Письма, которые он писал, возвращались. Несколько раз он пробовал не отправлять их и вообще не писать, но они всё равно приходили назад. Читать собственные письма — особый род удовольствия. Как ни старайся, ничего не запомнишь из того, что написал в письме, даже если только что заклеил конверт.
…И всё-таки это ложь, будто время исцеляет раны. Кто решится правдиво поведать мне про тебя? Ты не подозреваешь даже, сколь беспросветна моя жизнь. Денно и нощно, во сне и наяву, меня не покидает мысль, что тебе, быть может, нужна моя помощь, но я бессилен помочь, а мне так нужна твоя помощь, но и ты бессильна, и ты предстаёшь передо мной в видениях, чудишься во всякой тени, и я должен был написать это письмо, которое никогда не отправлю, и спросить у тебя, что нам теперь делать. Странно, не правда ли? И всё же… разве не должны мы, сами сотворившие себя против воли, попытаться начать всё сначала? Увы, что сталось с любовью и взаимопониманием, которые некогда нас связывали! Что станется с этим… что станется с нашими сердцами? Ведь одна лишь любовь наполняет смыслом бренную нашу жизнь: это не ново, я знаю. Ты примешь меня за сумасшедшего, но я и пью с таким чувством, словно приемлю вечное причастие…
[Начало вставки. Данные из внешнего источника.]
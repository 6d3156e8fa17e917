#![deny(
    unsafe_code,
    missing_docs,
    dead_code,
    unused_results,
    non_snake_case,
    unreachable_pub
)]

//! Authoritative world state management for Portal Grid.
//!
//! The world keeps two grids of identical size: the terrain, which holds the
//! static layout together with placed portals and props, and the play surface,
//! which additionally shows transient occupants such as the player. Whenever an
//! occupant leaves a cell the surface is restored from the terrain.

use std::fmt;

use portal_grid_core::{
    Cell, Command, DirectionPrompt, Event, Level, Player, PortalColor, Portals, Position, Prop,
    WorldSize,
};
use thiserror::Error;
use tracing::debug;

mod grid;
mod interaction;
mod movement;
mod portals;
mod ticks;

use grid::Grid;
use ticks::TickState;

/// Largest number of cells a world may contain.
pub const MAX_CELLS: u64 = 200;

/// Health removed by each goo damage pulse.
pub const GOO_DAMAGE: i32 = 20;

/// Ticks between consecutive goo damage pulses while the player stays in goo.
pub const GOO_DAMAGE_PERIOD: u64 = 1000;

/// Integrity violations detected while constructing a [`World`].
#[derive(Clone, Debug, PartialEq, Eq, Error)]
pub enum ConstructionError {
    /// The declared size holds no cells or more than [`MAX_CELLS`].
    #[error("world is too big or too small ({width}x{height})")]
    WorldSize {
        /// Declared column count.
        width: u32,
        /// Declared row count.
        height: u32,
    },
    /// The field does not have the declared number of rows and columns.
    #[error("world is shorter or larger than its setting")]
    DimensionMismatch,
    /// The player starts outside of the field.
    #[error("player is out of world at {position}")]
    PlayerOutOfWorld {
        /// Requested starting cell.
        position: Position,
    },
    /// A preset portal lies outside of the field.
    #[error("{color:?} portal is out of world at {position}")]
    PortalOutOfWorld {
        /// Color of the offending portal.
        color: PortalColor,
        /// Requested portal cell.
        position: Position,
    },
    /// A prop lies outside of the field.
    #[error("prop settings are weird: prop at {position} is out of world")]
    PropOutOfWorld {
        /// Requested prop cell.
        position: Position,
    },
    /// Portal slots disagree with the cells painted on the terrain.
    #[error("portal settings are weird")]
    InconsistentPortals,
}

/// Represents the authoritative Portal Grid world state.
#[derive(Clone, Debug)]
pub struct World {
    terrain: Grid,
    surface: Grid,
    player: Player,
    portals: Portals,
    props: Vec<Prop>,
    prompts: Prompts,
    tick: u64,
    ticks: TickState,
}

impl World {
    /// Builds a world from a level, validating its integrity.
    pub fn new(level: Level) -> Result<Self, ConstructionError> {
        let Level {
            world: layout,
            player,
            portals,
            props,
        } = level;
        let WorldSize { width, height } = layout.size;

        let cell_count = u64::from(width) * u64::from(height);
        if cell_count == 0 || cell_count > MAX_CELLS {
            return Err(ConstructionError::WorldSize { width, height });
        }

        let rows_match = usize::try_from(height).map_or(false, |rows| layout.field.len() == rows);
        let columns_match = usize::try_from(width).map_or(false, |columns| {
            layout.field.iter().all(|row| row.len() == columns)
        });
        if !rows_match || !columns_match {
            return Err(ConstructionError::DimensionMismatch);
        }

        let terrain = Grid::from_field(layout.size, &layout.field);
        let mut world = Self {
            surface: terrain.clone(),
            terrain,
            player,
            portals,
            props: Vec::new(),
            prompts: Prompts::default(),
            tick: 0,
            ticks: TickState::default(),
        };

        if !world.player_is_in_the_world() {
            return Err(ConstructionError::PlayerOutOfWorld {
                position: world.player.position,
            });
        }

        for color in [PortalColor::Blue, PortalColor::Orange] {
            if let Some(position) = world.portals.get(color) {
                if !world.terrain.contains(position) {
                    return Err(ConstructionError::PortalOutOfWorld { color, position });
                }
                world.paint(position, color.cell());
            }
        }

        for prop in &props {
            let position = prop.position();
            if !world.terrain.contains(position) {
                return Err(ConstructionError::PropOutOfWorld { position });
            }
            if let Some(cell) = prop.cell() {
                world.paint(position, cell);
            }
        }
        world.props = props;

        if !portals::are_portals_real(&world) {
            return Err(ConstructionError::InconsistentPortals);
        }

        world.paint_player();
        debug!(width, height, props = world.props.len(), "world constructed");
        Ok(world)
    }

    fn player_is_in_the_world(&self) -> bool {
        self.terrain.contains(self.player.position)
    }

    /// Writes `cell` into both the terrain and the play surface.
    fn paint(&mut self, position: Position, cell: Cell) {
        self.terrain.set(position, cell);
        self.surface.set(position, cell);
    }

    /// Restores the play surface at `position` from the terrain.
    fn restore(&mut self, position: Position) {
        if let Some(cell) = self.terrain.get(position) {
            self.surface.set(position, cell);
        }
    }

    fn paint_player(&mut self) {
        let cell = if self.player.holding {
            Cell::PlayerHoldingACube
        } else {
            Cell::Player
        };
        self.surface.set(self.player.position, cell);
    }

    fn prop_index(&self, position: Position) -> Option<usize> {
        self.props
            .iter()
            .position(|prop| prop.position() == position)
    }
}

impl fmt::Display for World {
    fn fmt(&self, f: &mut fmt::Formatter<'_>) -> fmt::Result {
        for (index, row) in self.surface.rows().enumerate() {
            if index > 0 {
                writeln!(f)?;
            }
            for cell in row {
                write!(f, "{}", cell.glyph())?;
            }
        }
        Ok(())
    }
}

/// Follow-up inputs the caller announced it is waiting for.
#[derive(Clone, Copy, Debug, Default)]
struct Prompts {
    blue_portal: bool,
    orange_portal: bool,
    drop: bool,
}

impl Prompts {
    fn get(&self, prompt: DirectionPrompt) -> bool {
        match prompt {
            DirectionPrompt::BluePortal => self.blue_portal,
            DirectionPrompt::OrangePortal => self.orange_portal,
            DirectionPrompt::Drop => self.drop,
        }
    }

    fn set(&mut self, prompt: DirectionPrompt, waiting: bool) {
        match prompt {
            DirectionPrompt::BluePortal => self.blue_portal = waiting,
            DirectionPrompt::OrangePortal => self.orange_portal = waiting,
            DirectionPrompt::Drop => self.drop = waiting,
        }
    }
}

/// Applies the provided command to the world, mutating state deterministically.
///
/// Commands that cannot take effect leave the world untouched and emit no
/// events.
pub fn apply(world: &mut World, command: Command, out_events: &mut Vec<Event>) {
    match command {
        Command::Move { direction } => movement::go_to(world, direction, out_events),
        Command::ShootPortal { direction } => portals::shoot(world, direction, out_events),
        Command::ToggleUse => interaction::toggle_use(world, out_events),
        Command::Drop { direction } => interaction::drop_cube(world, direction, out_events),
        Command::SetDirectionPrompt { prompt, waiting } => world.prompts.set(prompt, waiting),
        Command::Tick => ticks::advance(world, out_events),
    }
}

/// Query functions that provide read-only access to the world state.
pub mod query {
    use portal_grid_core::{
        Cell, Direction, DirectionPrompt, Player, Portals, Position, Prop, WorldSize,
    };

    use super::{interaction, movement, portals, World};

    /// Current player state.
    #[must_use]
    pub fn player(world: &World) -> &Player {
        &world.player
    }

    /// Remaining player health.
    #[must_use]
    pub fn health(world: &World) -> i32 {
        world.player.health
    }

    /// Placed portals.
    #[must_use]
    pub fn portals(world: &World) -> Portals {
        world.portals
    }

    /// Props in their current state.
    #[must_use]
    pub fn props(world: &World) -> &[Prop] {
        &world.props
    }

    /// Number of ticks processed so far.
    #[must_use]
    pub fn tick(world: &World) -> u64 {
        world.tick
    }

    /// Dimensions of the field.
    #[must_use]
    pub fn size(world: &World) -> WorldSize {
        world.terrain.size()
    }

    /// Reports whether the player stands on a cell of the field.
    #[must_use]
    pub fn player_is_in_the_world(world: &World) -> bool {
        world.player_is_in_the_world()
    }

    /// Reports whether portal slots agree with the terrain.
    #[must_use]
    pub fn are_portals_real(world: &World) -> bool {
        portals::are_portals_real(world)
    }

    /// Reports whether the player could step in `direction`.
    #[must_use]
    pub fn can_go(world: &World, direction: Direction) -> bool {
        movement::can_go(world, direction)
    }

    /// Neighbouring cells the use action would affect, in left, right, up,
    /// down order.
    #[must_use]
    pub fn usable_prop_positions(world: &World) -> Vec<Position> {
        interaction::usable_positions(world)
    }

    /// Neighbouring cells a held cube could be dropped on, in left, right, up,
    /// down order.
    #[must_use]
    pub fn droppable_positions(world: &World) -> Vec<Position> {
        interaction::droppable_positions(world)
    }

    /// Cell shown on the play surface at `position`.
    #[must_use]
    pub fn cell_at(world: &World, position: Position) -> Option<Cell> {
        world.surface.get(position)
    }

    /// Terrain cell at `position`, ignoring transient occupants.
    #[must_use]
    pub fn terrain_at(world: &World, position: Position) -> Option<Cell> {
        world.terrain.get(position)
    }

    /// Reports whether the caller announced it awaits a direction for `prompt`.
    #[must_use]
    pub fn is_waiting_for(world: &World, prompt: DirectionPrompt) -> bool {
        world.prompts.get(prompt)
    }

    /// Ticks left before the timed button at `button` releases itself.
    #[must_use]
    pub fn timer_remaining(world: &World, button: Position) -> Option<u32> {
        world.ticks.remaining(button)
    }

    /// Reports whether the player reached the goal cell.
    #[must_use]
    pub fn player_on_goal(world: &World) -> bool {
        world.terrain.get(world.player.position) == Some(Cell::Goal)
    }

    /// Textual dump of the play surface, one line per row and one glyph per
    /// cell.
    #[must_use]
    pub fn render(world: &World) -> String {
        world.to_string()
    }
}
impl Cell {
    /// Every cell kind in declaration order.
    pub const ALL: [Cell; 17] = [
        Cell::None,
        Cell::Wall,
        Cell::NonPortalableWall,
        Cell::OrangePortal,
        Cell::BluePortal,
        Cell::CubeButton,
        Cell::ActivatedCubeButton,
        Cell::Button,
        Cell::ActivatedButton,
        Cell::Cube,
        Cell::ClearField,
        Cell::Player,
        Cell::PlayerHoldingACube,
        Cell::ClosedDoor,
        Cell::OpenedDoor,
        Cell::Goo,
        Cell::Goal,
    ];

    /// Single character used by the textual grid dump.
    #[must_use]
    pub const fn glyph(self) -> char {
        match self {
            Self::None => '.',
            Self::Wall => '#',
            Self::NonPortalableWall => '=',
            Self::OrangePortal => 'O',
            Self::BluePortal => 'B',
            Self::CubeButton => 'c',
            Self::ActivatedCubeButton => 'C',
            Self::Button => 'n',
            Self::ActivatedButton => 'N',
            Self::Cube => 'x',
            Self::ClearField => '~',
            Self::Player => '@',
            Self::PlayerHoldingACube => '&',
            Self::ClosedDoor => '|',
            Self::OpenedDoor => '/',
            Self::Goo => '%',
            Self::Goal => '*',
        }
    }

    /// Parses a glyph produced by [`Cell::glyph`].
    #[must_use]
    pub fn from_glyph(glyph: char) -> Option<Self> {
        Self::ALL.into_iter().find(|cell| cell.glyph() == glyph)
    }

    /// Reports whether the player may step onto a cell of this kind.
    #[must_use]
    pub const fn is_traversable(self) -> bool {
        matches!(
            self,
            Self::None
                | Self::BluePortal
                | Self::OrangePortal
                | Self::ClearField
                | Self::OpenedDoor
                | Self::Goo
                | Self::Goal
        )
    }

    /// Reports whether a neighbouring cell of this kind reacts to the use action.
    #[must_use]
    pub const fn is_usable(self) -> bool {
        matches!(self, Self::Cube | Self::Button | Self::ActivatedCubeButton)
    }

    /// Reports whether a held cube can be put down onto a cell of this kind.
    #[must_use]
    pub const fn is_droppable(self) -> bool {
        matches!(self, Self::CubeButton | Self::None)
    }

    /// Reports whether the cell is either end of the portal pair.
    #[must_use]
    pub const fn is_portal(self) -> bool {
        matches!(self, Self::BluePortal | Self::OrangePortal)
    }
}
Пейзаж: широкая речная излучина, концы которой почти смыкаются, водоросли вытянуты по течению и медленно извиваются, как морские змеи, крутой косогор вздымается к невидимой бровке холмистого берега, он весь утыкан, сплошь покрыт тесно стоящими деревьями изрядного возраста — дубами, липами и вязами, земля под деревьями неровная, словно кто-то намеренно рыл здесь яму за ямой, всюду текут еле заметные ручейки и блестят застоявшиеся лужицы и мочажины. Здесь хорошо сидеть одному и глядеть на город на той стороне реки — дорога длинная, объездная, чтобы попасть под сень дерев, надо час колесить на переполненном автобусе.
Костерок из тонких сучьев, разожжённый тем самым письмом, почти догорел. Интересно, из чего делают пасту для шариковых ручек? Буквы горят пламенем совсем иного цвета, чем бумага.
Поодаль появилась группа людей. На Фалека они не обратили ни малейшего внимания. Сели в кружок. Он сперва подумал, что сейчас они добудут из сумок обычное снаряжение — бутылки и свёртки с едой, — и предадутся обычному лёгкому выпиванию-закусыванию, которое называют почему-то отдыхом на лоне природы.
Он ошибся. Люди поодаль достали колоду карт и занялись игрой. Он ничего не понимал в картах, совершенно не умел играть, даже в обыкновенного подкидного дурака постоянно проигрывал. У него начисто отсутствовали способности хорошего карточного игрока — комбинаторная смётка и особая карточная память, необходимые для постоянного контроля за игрой, запоминания, какие карты играют, какие вышли, у кого какой приход, когда открыться, когда спасовать, когда выложить козыри. Тем не менее он был подвержен завораживающему зрелищу чужой карточной игры — мог смотреть на неё часами, не испытывая ни малейшего желания присоединиться.
«Булавы», «лопаты», «сердца», «алмазы». Именно так, полугрубо-полупоэтически именуются карточные масти в английском языке.
Когда он обернулся, город за рекой исчез — его словно след простыл.